I have the brilliance of Jimmy Chile, who astounds me with his friends and his stories and his history and concern and his empathy, that I have Marcus just confided in me his disillusion
So all look gorgeous, mosaic isn’t it?

One thought on “Harcourt Brace Ersatz

  1. johnozed Post author

    Gemini rewrite as a gossip column

    ### Hot Goss at HBJ: The Proto-Yuppies Take Over!

    The old guard is OUT, darlings, and a fresh-faced new regime is in at HBJ, bringing a whole new meaning to office drama! We hear whispers that **Andy Johnson**, who may or may not be related to that Kevin Wagner, is part of the new crew. But all eyes are on the “proto-yuppies” who are shaking things up.

    Remember the ever-so-sweet **Julie Diemer**? She seemed nice enough, but we always knew something was up. Rumor has it her husband suffered a “horrible accident” and now Julie herself has completely disappeared. Did she finally get what she wanted, or did someone decide she couldn’t be trusted? The truth is out there, but so is she… somewhere.

    Meanwhile, office eye candy **Bruce Cipriani** is making waves. Sure, he’s a little thin on top, but what he lacks in hair he makes up for elsewhere, if you catch our drift. He’s reportedly well aware of his assets, and who can blame him? The man is a walking, talking confidence booster.

    Then there’s **Mike Nathanson**, the ultimate yes-man. He’s so eager to please he’d probably agree to a company-wide dress code of clown shoes if the new regime suggested it. Talk about a team player!

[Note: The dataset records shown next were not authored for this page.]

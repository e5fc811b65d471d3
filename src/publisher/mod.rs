//! Sink registry and the event-listener dispatch loop.
//!
//! One thread drives everything: read a frame, filter it, build the record,
//! notify every sink in registration order, acknowledge. Delivery is
//! best-effort and at-most-once per event: a failing sink is logged and
//! skipped so the sinks after it still run and the protocol cycle always
//! completes with its acknowledgement.

use std::collections::HashSet;
use std::io::{BufRead, Write};

use anyhow::Result;
use tracing::{debug, info, warn};

use crate::error::ProtocolError;
use crate::filter;
use crate::models::NotificationEvent;
use crate::protocol::{self, Listener};

/// A notification destination.
///
/// Implementations report delivery trouble through the returned error and
/// must not panic; the publisher logs the error and moves on. There are no
/// retries.
pub trait Sink {
    /// Short stable name used in logs and for identity removal.
    fn name(&self) -> &str;

    /// Deliver one event. Called synchronously on the dispatch thread.
    fn notify(&self, event: &NotificationEvent) -> Result<()>;
}

/// Owns the protocol listener, the subscription set, and the ordered sinks.
///
/// Single-threaded by contract: `register` and `remove` must not be called
/// while `run_forever` is driving the loop. There is exactly one thread of
/// execution, so this is a documented precondition rather than a lock.
pub struct Publisher<R, W> {
    listener: Listener<R, W>,
    subscriptions: HashSet<String>,
    sinks: Vec<Box<dyn Sink>>,
}

impl<R: BufRead, W: Write> Publisher<R, W> {
    pub fn new(listener: Listener<R, W>, subscriptions: HashSet<String>) -> Self {
        Self {
            listener,
            subscriptions,
            sinks: Vec::new(),
        }
    }

    /// Append a sink; notification order is registration order.
    ///
    /// Duplicates are allowed and will be notified once per registration.
    pub fn register(&mut self, sink: Box<dyn Sink>) {
        self.sinks.push(sink);
    }

    /// Remove the first registered sink with this name.
    ///
    /// Unknown names are a no-op.
    pub fn remove(&mut self, name: &str) {
        if let Some(idx) = self.sinks.iter().position(|sink| sink.name() == name) {
            self.sinks.remove(idx);
        }
    }

    pub fn sink_count(&self) -> usize {
        self.sinks.len()
    }

    /// Deliver `event` to every registered sink in order.
    ///
    /// Returns the number of sinks that failed; a failing sink never stops
    /// the ones registered after it.
    pub fn notify_all(&self, event: &NotificationEvent) -> usize {
        let mut failures = 0;
        for sink in &self.sinks {
            if let Err(err) = sink.notify(event) {
                failures += 1;
                warn!(sink = sink.name(), error = %err, "sink delivery failed");
            }
        }
        failures
    }

    /// Drive the protocol until the supervisor closes the input stream.
    ///
    /// Every frame is acknowledged exactly once, whether it was filtered
    /// out, delivered, or delivery failed. Protocol errors propagate without
    /// acknowledging: once the stream may be misaligned there is no safe way
    /// to keep reading.
    pub fn run_forever(&mut self) -> Result<(), ProtocolError> {
        while let Some(frame) = self.listener.wait()? {
            if filter::accept(&frame, &self.subscriptions) {
                let (payload_headers, body) = protocol::parse_payload(&frame.payload);
                let event = NotificationEvent::build(&payload_headers, &body);

                info!(
                    event = frame.event_name(),
                    process = crate::models::event::or_unknown(&event.process_name),
                    "crash event detected, notifying sinks"
                );
                self.notify_all(&event);
            } else {
                debug!(event = frame.event_name(), "frame filtered out");
            }

            self.listener.ack_ok()?;
        }
        Ok(())
    }
}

    And let’s not forget **Noel Walls**, the operations support manager who “directed” a $25 million subsidiary from New Jersey to Texas. Honey, please. We all know he sat back and delegated while someone else did the heavy lifting. But don’t tell him that—he loves to take all the credit!

    ### Friend or Foe? Betrayal and New Beginnings

    The old regime’s downfall was a messy affair, but we have the dirt. It turns out **Mary Lynch**, whom everyone trusted, was a secret saboteur. She got the boot right alongside **John Vasacek**, **Paul Lopresti**, and **Dave Manzo**. Our sources say they were caught red-handed ripping off the company, and after a few good years, the jig was finally up. They’ve been replaced by the new crew, and now the hallways are abuzz with tales of corporate intrigue.

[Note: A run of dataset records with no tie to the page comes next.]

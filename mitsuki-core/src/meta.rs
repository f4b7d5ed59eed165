//! Read-only route metadata, the boundary consumed by OpenAPI generators
//! and other documentation tooling.
//!
//! The view is built from the frozen route table and guaranteed stable
//! after startup.

use serde::{Deserialize, Serialize};

use crate::web::binding::BindingKind;
use crate::web::route::{RouteDescriptor, RouteTable};

/// Metadata about a single route.
#[derive(Debug, Clone, Serialize, Deserialize, PartialEq)]
pub struct RouteInfo {
    pub method: String,
    pub path: String,
    pub controller: String,
    pub operation_id: String,
    pub params: Vec<ParamInfo>,
    pub request_body_type: Option<String>,
    pub response_type: Option<String>,
    pub excluded_fields: Vec<String>,
    pub security_tags: Vec<String>,
    pub summary: Option<String>,
    pub tag: Option<String>,
}

/// Metadata about one handler parameter.
#[derive(Debug, Clone, Serialize, Deserialize, PartialEq)]
pub struct ParamInfo {
    pub name: String,
    pub location: ParamLocation,
    pub param_type: String,
    pub required: bool,
}

/// Where a parameter is located in the HTTP request.
#[derive(Debug, Clone, Copy, PartialEq, Eq, Serialize, Deserialize)]
#[serde(rename_all = "kebab-case")]
pub enum ParamLocation {
    Path,
    Query,
    Body,
    Request,
    MultipartFile,
    MultipartField,
}

impl From<BindingKind> for ParamLocation {
    fn from(kind: BindingKind) -> Self {
        match kind {
            BindingKind::Path => ParamLocation::Path,
            BindingKind::Query => ParamLocation::Query,
            BindingKind::Body => ParamLocation::Body,
            BindingKind::Request => ParamLocation::Request,
            BindingKind::MultipartFile => ParamLocation::MultipartFile,
            BindingKind::MultipartField => ParamLocation::MultipartField,
        }
    }
}

impl RouteInfo {
    pub fn from_route(route: &RouteDescriptor) -> Self {
        RouteInfo {
            method: route.method.as_str().to_string(),
            path: route.path_pattern.clone(),
            controller: route.controller.clone(),
            operation_id: route.handler_name.clone(),
            params: route
                .params
                .iter()
                .map(|p| ParamInfo {
                    name: p.name.clone(),
                    location: p.kind.into(),
                    param_type: p.type_name.to_string(),
                    required: p.required,
                })
                .collect(),
            request_body_type: route.ingress.as_ref().map(|s| s.type_name.to_string()),
            response_type: route.egress.as_ref().map(|s| s.type_name.to_string()),
            excluded_fields: route.egress_exclusions.iter().cloned().collect(),
            security_tags: route.security_tags.clone(),
            summary: route.summary.clone(),
            tag: route.tag.clone(),
        }
    }

    /// The identity triple used by consumers to compare route sets:
    /// method, path pattern, and parameter shapes.
    pub fn shape(&self) -> (String, String, Vec<ParamInfo>) {
        (self.method.clone(), self.path.clone(), self.params.clone())
    }
}

/// Build the full metadata view for a route table.
pub fn openapi_view(table: &RouteTable) -> Vec<RouteInfo> {
    table
        .routes()
        .iter()
        .map(|r| RouteInfo::from_route(r))
        .collect()
}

    Amidst all the chaos, a few clever insiders managed to capitalize on the new regime’s ineptitude. We’re told a small, unnamed group—maybe three people—created brand-new, cushy positions for themselves, a beautiful little secret that lasted for years. Our source, who was part of the scheme, got out just in time, realizing it was all too good to be true. Talk about a genius move!

    ### Around Town: From Path Trains to Posh Cigars

    **Tommy Krieger**, the “flaming teen queen of Avenue E,” has been spotted around town, and **Kirk Westervelt** is reportedly shaking things up on Trudy Drive.

    And who is this mysterious figure who works with **Lex Luthor**? We hear the tension between them is so thick you could cut it with a knife, and the on-camera drama is so obvious only the incredibly observant **Jimmy Chile** would have caught on.

    In other news, a certain someone is enjoying a four-day weekend, thanks to a “dental appointment” that just happened to fall on the same day the PATH train shuts down. So clever! We hear they’re celebrating with a real cigar, not a mini, and are loving the “Proustian memories” it evokes for passersby.

    Our deepest love to **Jimmy Chile**, whose brilliance, empathy, and wonderful stories never cease to amaze. It’s a gorgeous mosaic, isn’t it? The beautiful, the bad, and the very, very foolish.